The problem:
Using the records below, repeat exactly the lines from the one holding "impl LedgerStore for" through the one holding "if entry.status != EntryStatus::Pending", both ends included, and no others.

Stored data
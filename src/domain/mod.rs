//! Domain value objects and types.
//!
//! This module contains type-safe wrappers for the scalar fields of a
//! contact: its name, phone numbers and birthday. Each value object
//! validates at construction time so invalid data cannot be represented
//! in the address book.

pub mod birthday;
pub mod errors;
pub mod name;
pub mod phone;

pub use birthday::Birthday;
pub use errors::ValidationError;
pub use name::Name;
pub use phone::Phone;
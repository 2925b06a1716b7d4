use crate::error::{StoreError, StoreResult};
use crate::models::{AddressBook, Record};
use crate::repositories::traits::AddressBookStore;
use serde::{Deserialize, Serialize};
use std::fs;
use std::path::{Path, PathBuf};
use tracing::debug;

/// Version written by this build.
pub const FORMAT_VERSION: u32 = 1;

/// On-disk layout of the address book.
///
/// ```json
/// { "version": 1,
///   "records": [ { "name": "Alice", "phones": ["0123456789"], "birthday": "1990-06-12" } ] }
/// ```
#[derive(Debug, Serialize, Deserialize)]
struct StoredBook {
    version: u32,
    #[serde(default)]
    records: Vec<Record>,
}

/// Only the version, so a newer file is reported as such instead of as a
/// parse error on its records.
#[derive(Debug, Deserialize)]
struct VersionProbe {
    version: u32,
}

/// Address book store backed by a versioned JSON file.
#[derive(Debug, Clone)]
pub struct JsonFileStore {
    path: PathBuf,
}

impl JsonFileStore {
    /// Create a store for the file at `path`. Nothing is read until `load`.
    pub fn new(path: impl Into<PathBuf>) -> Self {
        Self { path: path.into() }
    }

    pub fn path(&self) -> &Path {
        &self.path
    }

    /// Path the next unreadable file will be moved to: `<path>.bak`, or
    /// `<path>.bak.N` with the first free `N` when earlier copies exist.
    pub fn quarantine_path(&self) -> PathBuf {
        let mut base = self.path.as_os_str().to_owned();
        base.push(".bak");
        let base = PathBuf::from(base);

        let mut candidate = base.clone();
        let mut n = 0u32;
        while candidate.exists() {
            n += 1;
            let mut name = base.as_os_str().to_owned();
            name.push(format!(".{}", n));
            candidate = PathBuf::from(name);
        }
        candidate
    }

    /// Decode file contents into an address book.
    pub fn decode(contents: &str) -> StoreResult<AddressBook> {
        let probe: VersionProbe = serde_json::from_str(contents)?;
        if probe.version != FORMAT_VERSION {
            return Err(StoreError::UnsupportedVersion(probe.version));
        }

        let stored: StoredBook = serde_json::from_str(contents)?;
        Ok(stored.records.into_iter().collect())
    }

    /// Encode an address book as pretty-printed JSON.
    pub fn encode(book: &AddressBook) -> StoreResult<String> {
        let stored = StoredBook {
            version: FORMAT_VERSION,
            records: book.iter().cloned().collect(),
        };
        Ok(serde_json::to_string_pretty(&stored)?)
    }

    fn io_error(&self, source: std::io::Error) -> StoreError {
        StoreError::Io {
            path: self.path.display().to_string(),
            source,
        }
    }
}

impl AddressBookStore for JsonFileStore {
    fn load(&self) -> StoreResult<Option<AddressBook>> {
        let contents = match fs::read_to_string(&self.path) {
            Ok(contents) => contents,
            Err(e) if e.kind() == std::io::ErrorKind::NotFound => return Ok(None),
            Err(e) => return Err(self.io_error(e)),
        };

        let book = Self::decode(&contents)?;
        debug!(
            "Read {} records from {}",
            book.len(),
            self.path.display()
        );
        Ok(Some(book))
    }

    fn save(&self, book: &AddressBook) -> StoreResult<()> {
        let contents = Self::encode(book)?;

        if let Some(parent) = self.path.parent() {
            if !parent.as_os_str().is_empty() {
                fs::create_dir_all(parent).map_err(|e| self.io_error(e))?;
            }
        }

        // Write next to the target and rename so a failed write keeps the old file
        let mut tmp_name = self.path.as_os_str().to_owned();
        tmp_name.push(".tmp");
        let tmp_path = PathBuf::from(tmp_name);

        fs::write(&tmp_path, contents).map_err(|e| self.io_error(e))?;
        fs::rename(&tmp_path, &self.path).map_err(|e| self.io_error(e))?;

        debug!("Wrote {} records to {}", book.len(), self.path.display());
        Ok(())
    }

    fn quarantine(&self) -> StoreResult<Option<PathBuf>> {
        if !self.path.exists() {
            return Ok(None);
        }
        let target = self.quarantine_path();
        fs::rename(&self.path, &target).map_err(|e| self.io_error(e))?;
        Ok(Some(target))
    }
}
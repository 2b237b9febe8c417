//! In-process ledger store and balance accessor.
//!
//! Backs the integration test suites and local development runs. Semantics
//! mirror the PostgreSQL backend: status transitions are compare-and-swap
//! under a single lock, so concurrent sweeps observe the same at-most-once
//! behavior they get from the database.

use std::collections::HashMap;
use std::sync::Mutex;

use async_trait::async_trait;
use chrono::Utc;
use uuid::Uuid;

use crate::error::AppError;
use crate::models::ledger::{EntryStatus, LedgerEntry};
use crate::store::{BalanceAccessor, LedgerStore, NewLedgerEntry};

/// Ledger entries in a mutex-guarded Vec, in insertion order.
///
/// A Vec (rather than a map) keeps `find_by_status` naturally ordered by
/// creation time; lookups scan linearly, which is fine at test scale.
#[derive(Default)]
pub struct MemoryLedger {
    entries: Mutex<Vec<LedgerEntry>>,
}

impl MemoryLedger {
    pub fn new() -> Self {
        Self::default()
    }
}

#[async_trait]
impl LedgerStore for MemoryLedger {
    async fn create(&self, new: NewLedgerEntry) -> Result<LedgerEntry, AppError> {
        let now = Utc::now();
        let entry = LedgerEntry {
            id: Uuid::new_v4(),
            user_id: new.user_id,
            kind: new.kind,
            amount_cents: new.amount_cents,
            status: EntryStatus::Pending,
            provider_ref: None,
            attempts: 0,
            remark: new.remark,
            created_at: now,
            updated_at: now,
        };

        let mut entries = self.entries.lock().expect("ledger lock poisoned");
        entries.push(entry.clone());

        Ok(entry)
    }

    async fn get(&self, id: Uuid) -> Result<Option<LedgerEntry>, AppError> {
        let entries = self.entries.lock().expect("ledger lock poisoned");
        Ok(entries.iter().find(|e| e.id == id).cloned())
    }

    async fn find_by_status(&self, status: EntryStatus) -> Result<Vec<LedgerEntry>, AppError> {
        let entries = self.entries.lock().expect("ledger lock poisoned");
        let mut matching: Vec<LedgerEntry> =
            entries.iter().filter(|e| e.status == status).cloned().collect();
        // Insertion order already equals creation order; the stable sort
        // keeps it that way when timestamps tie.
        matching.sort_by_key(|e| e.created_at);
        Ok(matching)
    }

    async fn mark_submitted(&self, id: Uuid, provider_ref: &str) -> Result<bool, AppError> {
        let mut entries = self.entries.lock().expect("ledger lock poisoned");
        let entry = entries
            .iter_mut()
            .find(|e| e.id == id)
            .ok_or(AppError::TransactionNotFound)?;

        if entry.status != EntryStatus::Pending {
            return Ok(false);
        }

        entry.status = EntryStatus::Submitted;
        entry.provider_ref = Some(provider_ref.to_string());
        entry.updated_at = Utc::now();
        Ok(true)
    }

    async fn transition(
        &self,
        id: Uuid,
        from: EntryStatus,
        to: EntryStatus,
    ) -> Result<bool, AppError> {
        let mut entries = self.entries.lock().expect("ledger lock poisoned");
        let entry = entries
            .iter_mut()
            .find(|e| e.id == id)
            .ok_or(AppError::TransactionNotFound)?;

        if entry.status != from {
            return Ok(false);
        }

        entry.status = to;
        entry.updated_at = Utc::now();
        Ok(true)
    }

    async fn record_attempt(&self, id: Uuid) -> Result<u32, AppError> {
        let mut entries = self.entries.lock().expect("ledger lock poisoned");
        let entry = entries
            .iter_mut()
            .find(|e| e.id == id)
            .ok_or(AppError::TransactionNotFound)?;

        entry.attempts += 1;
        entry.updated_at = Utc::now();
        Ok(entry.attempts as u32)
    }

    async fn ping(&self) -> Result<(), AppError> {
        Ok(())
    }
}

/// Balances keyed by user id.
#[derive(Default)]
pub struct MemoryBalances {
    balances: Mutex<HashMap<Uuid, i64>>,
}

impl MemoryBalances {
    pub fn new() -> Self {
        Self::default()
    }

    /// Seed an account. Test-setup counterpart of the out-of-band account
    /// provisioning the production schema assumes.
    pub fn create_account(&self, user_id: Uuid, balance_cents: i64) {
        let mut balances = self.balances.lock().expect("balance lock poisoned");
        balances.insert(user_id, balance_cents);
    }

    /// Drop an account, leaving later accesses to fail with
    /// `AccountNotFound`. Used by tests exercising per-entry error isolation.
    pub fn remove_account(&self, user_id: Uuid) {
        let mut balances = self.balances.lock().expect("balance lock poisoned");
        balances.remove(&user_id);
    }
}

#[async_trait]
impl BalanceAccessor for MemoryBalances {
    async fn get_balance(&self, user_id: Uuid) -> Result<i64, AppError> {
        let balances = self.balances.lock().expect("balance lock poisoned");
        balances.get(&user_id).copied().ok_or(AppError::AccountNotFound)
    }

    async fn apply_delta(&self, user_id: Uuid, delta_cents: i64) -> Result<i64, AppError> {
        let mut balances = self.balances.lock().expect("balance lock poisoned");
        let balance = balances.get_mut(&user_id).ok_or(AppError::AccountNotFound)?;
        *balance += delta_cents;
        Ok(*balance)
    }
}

Task output:
impl LedgerStore for MemoryLedger {
    async fn create(&self, new: NewLedgerEntry) -> Result<LedgerEntry, AppError> {
        let now = Utc::now();
        let entry = LedgerEntry {
            id: Uuid::new_v4(),
            user_id: new.user_id,
            kind: new.kind,
            amount_cents: new.amount_cents,
            status: EntryStatus::Pending,
            provider_ref: None,
            attempts: 0,
            remark: new.remark,
            created_at: now,
            updated_at: now,
        };

        let mut entries = self.entries.lock().expect("ledger lock poisoned");
        entries.push(entry.clone());

        Ok(entry)
    }

    async fn get(&self, id: Uuid) -> Result<Option<LedgerEntry>, AppError> {
        let entries = self.entries.lock().expect("ledger lock poisoned");
        Ok(entries.iter().find(|e| e.id == id).cloned())
    }

    async fn find_by_status(&self, status: EntryStatus) -> Result<Vec<LedgerEntry>, AppError> {
        let entries = self.entries.lock().expect("ledger lock poisoned");
        let mut matching: Vec<LedgerEntry> =
            entries.iter().filter(|e| e.status == status).cloned().collect();
        // Insertion order already equals creation order; the stable sort
        // keeps it that way when timestamps tie.
        matching.sort_by_key(|e| e.created_at);
        Ok(matching)
    }

    async fn mark_submitted(&self, id: Uuid, provider_ref: &str) -> Result<bool, AppError> {
        let mut entries = self.entries.lock().expect("ledger lock poisoned");
        let entry = entries
            .iter_mut()
            .find(|e| e.id == id)
            .ok_or(AppError::TransactionNotFound)?;

        if entry.status != EntryStatus::Pending {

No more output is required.